Meeting with an audiologist to discuss your hearing problems and take a series of tests is a necessary step to receiving the solutions you need, but it can seem intimidating if it’s your first time visiting the office. While you can trust your audiologist to ask and answer many questions during the visit, it’s also good to bring a list of your own. Here are three important questions to ask during the first visit with your audiologist.

1. What should I expect to get out of this (and subsequent) appointments?

Since hearing loss and audiometry is new territory for you, this is a good first question to start with. Your audiologist will walk you through the process of which tests you’ll take, how you’ll be asked to respond, what your results will look like and how they will determine the treatment options that are best for you. They’ll also give you the heads up for what to expect from future appointments if your hearing exam results show you need to be fitted with hearing aids.
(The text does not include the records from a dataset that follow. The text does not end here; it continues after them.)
//! Cohort-level circuit breaking.
//!
//! Every task outcome is recorded into a sliding window per cohort (one
//! cohort per shard). When the windowed error rate crosses the threshold
//! with enough samples, the whole cohort pauses. Re-triggering shortly after
//! a pause expires doubles the next pause up to a cap; sustained clean
//! windows halve it back toward the base.

use crate::config::ThrottleConfig;
use chrono::{DateTime, Duration as ChronoDuration, Utc};
use std::collections::{HashMap, VecDeque};
use std::sync::atomic::{AtomicU64, Ordering};
use std::sync::Mutex;
use std::time::Duration;
use tracing::{info, warn};

#[derive(Debug, Default)]
struct CohortState {
    window: VecDeque<(DateTime<Utc>, bool)>,
    paused_until: Option<DateTime<Utc>>,
    current_pause: Option<Duration>,
    last_pause_expired: Option<DateTime<Utc>>,
}

pub struct AutoThrottle {
    config: ThrottleConfig,
    cohorts: Mutex<HashMap<String, CohortState>>,
    pub throttle_events: AtomicU64,
}

impl AutoThrottle {
    pub fn new(config: ThrottleConfig) -> Self {
        Self {
            config,
            cohorts: Mutex::new(HashMap::new()),
            throttle_events: AtomicU64::new(0),
        }
    }

    fn lock(&self) -> std::sync::MutexGuard<'_, HashMap<String, CohortState>> {
        match self.cohorts.lock() {
            Ok(g) => g,
            Err(poisoned) => poisoned.into_inner(),
        }
    }

    fn prune(window: &mut VecDeque<(DateTime<Utc>, bool)>, horizon: DateTime<Utc>) {
        while window.front().is_some_and(|(t, _)| *t < horizon) {
            window.pop_front();
        }
    }

    fn windowed_rate(state: &CohortState) -> (usize, f64) {
        let total = state.window.len();
        if total == 0 {
            return (0, 0.0);
        }
        let errors = state.window.iter().filter(|(_, ok)| !ok).count();
        (total, errors as f64 / total as f64)
    }

    /// Feeds one task outcome into the cohort window and trips the pause
    /// when the error rate crosses the threshold with enough samples.
    pub fn record_outcome(&self, cohort: &str, success: bool, now: DateTime<Utc>) {
        let window_span = ChronoDuration::from_std(self.config.window)
            .unwrap_or_else(|_| ChronoDuration::seconds(300));

        let mut cohorts = self.lock();
        let state = cohorts.entry(cohort.to_string()).or_default();

        Self::prune(&mut state.window, now - window_span);
        state.window.push_back((now, success));

        if let Some(until) = state.paused_until {
            if until > now {
                return;
            }
            // the pause lapsed between polls; record the expiry here too so
            // escalation does not depend on an is_paused call in between
            state.paused_until = None;
            state.last_pause_expired = Some(until);
        }

        let (samples, rate) = Self::windowed_rate(state);
        if samples < self.config.min_samples || rate < self.config.error_threshold {
            return;
        }

        let pause = self.next_pause(state, now, window_span);
        state.current_pause = Some(pause);
        state.paused_until = Some(now + ChronoDuration::milliseconds(pause.as_millis() as i64));
        self.throttle_events.fetch_add(1, Ordering::SeqCst);

        warn!(
            "Cohort {} paused for {:.0}s (error rate {:.0}% over {} samples)",
            cohort,
            pause.as_secs_f64(),
            rate * 100.0,
            samples
        );
    }

    /// Escalate when the previous pause expired less than one clean window
    /// ago; otherwise halve back toward the base per elapsed clean window.
    fn next_pause(
        &self,
        state: &CohortState,
        now: DateTime<Utc>,
        window_span: ChronoDuration,
    ) -> Duration {
        let base = self.config.base_pause;
        let Some(prev) = state.current_pause else {
            return base;
        };
        let Some(expired_at) = state.last_pause_expired else {
            return base;
        };

        let clean = now.signed_duration_since(expired_at);
        if clean < window_span {
            return (prev * 2).min(self.config.max_pause);
        }

        let halvings = (clean.num_seconds() / window_span.num_seconds().max(1)) as u32;
        let mut decayed = prev;
        for _ in 0..halvings.min(16) {
            decayed /= 2;
            if decayed <= base {
                return base;
            }
        }
        decayed.max(base)
    }

    /// Remaining pause for the cohort, if any. Expiry is recorded lazily.
    pub fn is_paused(&self, cohort: &str, now: DateTime<Utc>) -> Option<Duration> {
        let mut cohorts = self.lock();
        let state = cohorts.get_mut(cohort)?;
        let until = state.paused_until?;
        let remaining = until.signed_duration_since(now);
        if remaining > ChronoDuration::zero() {
            Some(Duration::from_millis(
                remaining.num_milliseconds().max(0) as u64
            ))
        } else {
            state.paused_until = None;
            state.last_pause_expired = Some(until);
            None
        }
    }

    /// Windowed error rate, when enough samples exist to mean anything.
    pub fn error_rate(&self, cohort: &str, now: DateTime<Utc>) -> Option<f64> {
        let window_span = ChronoDuration::from_std(self.config.window)
            .unwrap_or_else(|_| ChronoDuration::seconds(300));
        let mut cohorts = self.lock();
        let state = cohorts.get_mut(cohort)?;
        Self::prune(&mut state.window, now - window_span);
        let (samples, rate) = Self::windowed_rate(state);
        (samples >= self.config.min_samples).then_some(rate)
    }

    /// Delay multiplier for a cohort running hot but not (yet) paused.
    pub fn slowdown_factor(&self, cohort: &str, now: DateTime<Utc>) -> f64 {
        match self.error_rate(cohort, now) {
            Some(rate) if rate >= self.config.error_threshold => self.config.slowdown_factor,
            _ => 1.0,
        }
    }

    /// Operator action: clear all throttle state for a cohort.
    pub fn reset(&self, cohort: &str) {
        let mut cohorts = self.lock();
        if cohorts.remove(cohort).is_some() {
            info!("Cohort {} throttle state reset", cohort);
        }
    }
}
In general, they’ll teach you how your hearing and lifestyle may change after your hearing loss is treated.

2. What caused my hearing loss?

This is a good follow-up question after the physical exam and hearing tests, since the audiologist will have gathered the information they need to diagnose your type and degree of hearing loss. Your hearing loss could be caused by genetics, lifestyle, other medical conditions or a combination of many things. The audiologist will put the picture together for you so you can clearly understand your hearing loss and the reasons you will benefit from recommended treatment options.

3. What can I do to avoid further hearing loss?

This is a good forward-thinking question that looks beyond the moment to your life once you leave the office. Hearing loss can’t be cured, but there are many ways to prevent it from becoming even more severe. Besides recommending you follow your treatment plan, your audiologist will be able to provide specific advice catered to your lifestyle, such as avoiding certain noisy environments or harmful habits.

Be sure to ask these and other questions you come up with while you have your audiologist’s undivided attention, and you’ll be more likely to get the most out of your first hearing appointment.